[Saved data entries]
☆ ☆ ☆

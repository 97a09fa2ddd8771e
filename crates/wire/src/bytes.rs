// SPDX-License-Identifier: BUSL-1.1
// Copyright (c) 2026 Alfred Jean LLC

//! Base64 `serde` representation for binary payloads.
//!
//! Usage: `#[serde(with = "crate::bytes")]` on a `Vec<u8>` field.

use base64::engine::general_purpose::STANDARD as B64;
use base64::Engine as _;
use serde::{Deserialize, Deserializer, Serializer};

pub fn serialize<S: Serializer>(bytes: &[u8], serializer: S) -> Result<S::Ok, S::Error> {
    serializer.serialize_str(&B64.encode(bytes))
}

pub fn deserialize<'de, D: Deserializer<'de>>(deserializer: D) -> Result<Vec<u8>, D::Error> {
    let encoded = String::deserialize(deserializer)?;
    B64.decode(encoded.as_bytes()).map_err(serde::de::Error::custom)
}
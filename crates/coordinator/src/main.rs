// SPDX-License-Identifier: BUSL-1.1
// Copyright (c) 2026 Alfred Jean LLC

//! `ccd` — the CrowdCompute coordinator daemon.

use std::io::Write;
use std::process::ExitCode;

use cc_coordinator::{env, Config, Coordinator};
use fs2::FileExt;
use tracing::{error, info};
use tracing_subscriber::EnvFilter;

/// Exit code for fatal configuration errors.
const EXIT_CONFIG: u8 = 2;

fn init_tracing() {
    let filter = EnvFilter::try_from_default_env().unwrap_or_else(|_| EnvFilter::new("info"));
    tracing_subscriber::fmt().with_env_filter(filter).with_writer(std::io::stderr).init();
}

#[tokio::main]
async fn main() -> ExitCode {
    init_tracing();

    let config = match env::config() {
        Ok(config) => config,
        Err(e) => {
            error!("configuration error: {}", e);
            return ExitCode::from(EXIT_CONFIG);
        }
    };

    match run(config).await {
        Ok(()) => ExitCode::SUCCESS,
        Err(e) => {
            error!("{}", e);
            ExitCode::from(EXIT_CONFIG)
        }
    }
}

async fn run(config: Config) -> Result<(), String> {
    std::fs::create_dir_all(&config.storage_root)
        .map_err(|e| format!("cannot create storage root: {}", e))?;

    // One coordinator per storage root: hold an exclusive lock for the
    // lifetime of the process.
    let lock_path = config.storage_root.join(".lock");
    let mut lock_file = std::fs::OpenOptions::new()
        .write(true)
        .create(true)
        .truncate(false)
        .open(&lock_path)
        .map_err(|e| format!("cannot open lock file: {}", e))?;
    lock_file
        .try_lock_exclusive()
        .map_err(|_| format!("storage root {} is already in use", config.storage_root.display()))?;
    lock_file.set_len(0).map_err(|e| format!("cannot truncate lock file: {}", e))?;
    writeln!(lock_file, "{}", std::process::id())
        .map_err(|e| format!("cannot write lock file: {}", e))?;

    let coordinator =
        Coordinator::start(config).await.map_err(|e| format!("startup failed: {}", e))?;

    tokio::signal::ctrl_c().await.map_err(|e| format!("signal error: {}", e))?;
    info!("shutting down");
    coordinator.shutdown();
    Ok(())
}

☆ ☆ ☆

* [Work order] Given the records above, restate word for word only the lines starting at the one with "for binary payloads." and ending at the one with "filename crates/coordinator/src/main.rs".

* [Reply]
//! Base64 `serde` representation for binary payloads.
//!
//! Usage: `#[serde(with = "crate::bytes")]` on a `Vec<u8>` field.

use base64::engine::general_purpose::STANDARD as B64;
use base64::Engine as _;
use serde::{Deserialize, Deserializer, Serializer};

pub fn serialize<S: Serializer>(bytes: &[u8], serializer: S) -> Result<S::Ok, S::Error> {
    serializer.serialize_str(&B64.encode(bytes))
}

pub fn deserialize<'de, D: Deserializer<'de>>(deserializer: D) -> Result<Vec<u8>, D::Error> {
    let encoded = String::deserialize(deserializer)?;
    B64.decode(encoded.as_bytes()).map_err(serde::de::Error::custom)
}
filename crates/coordinator/src/main.rs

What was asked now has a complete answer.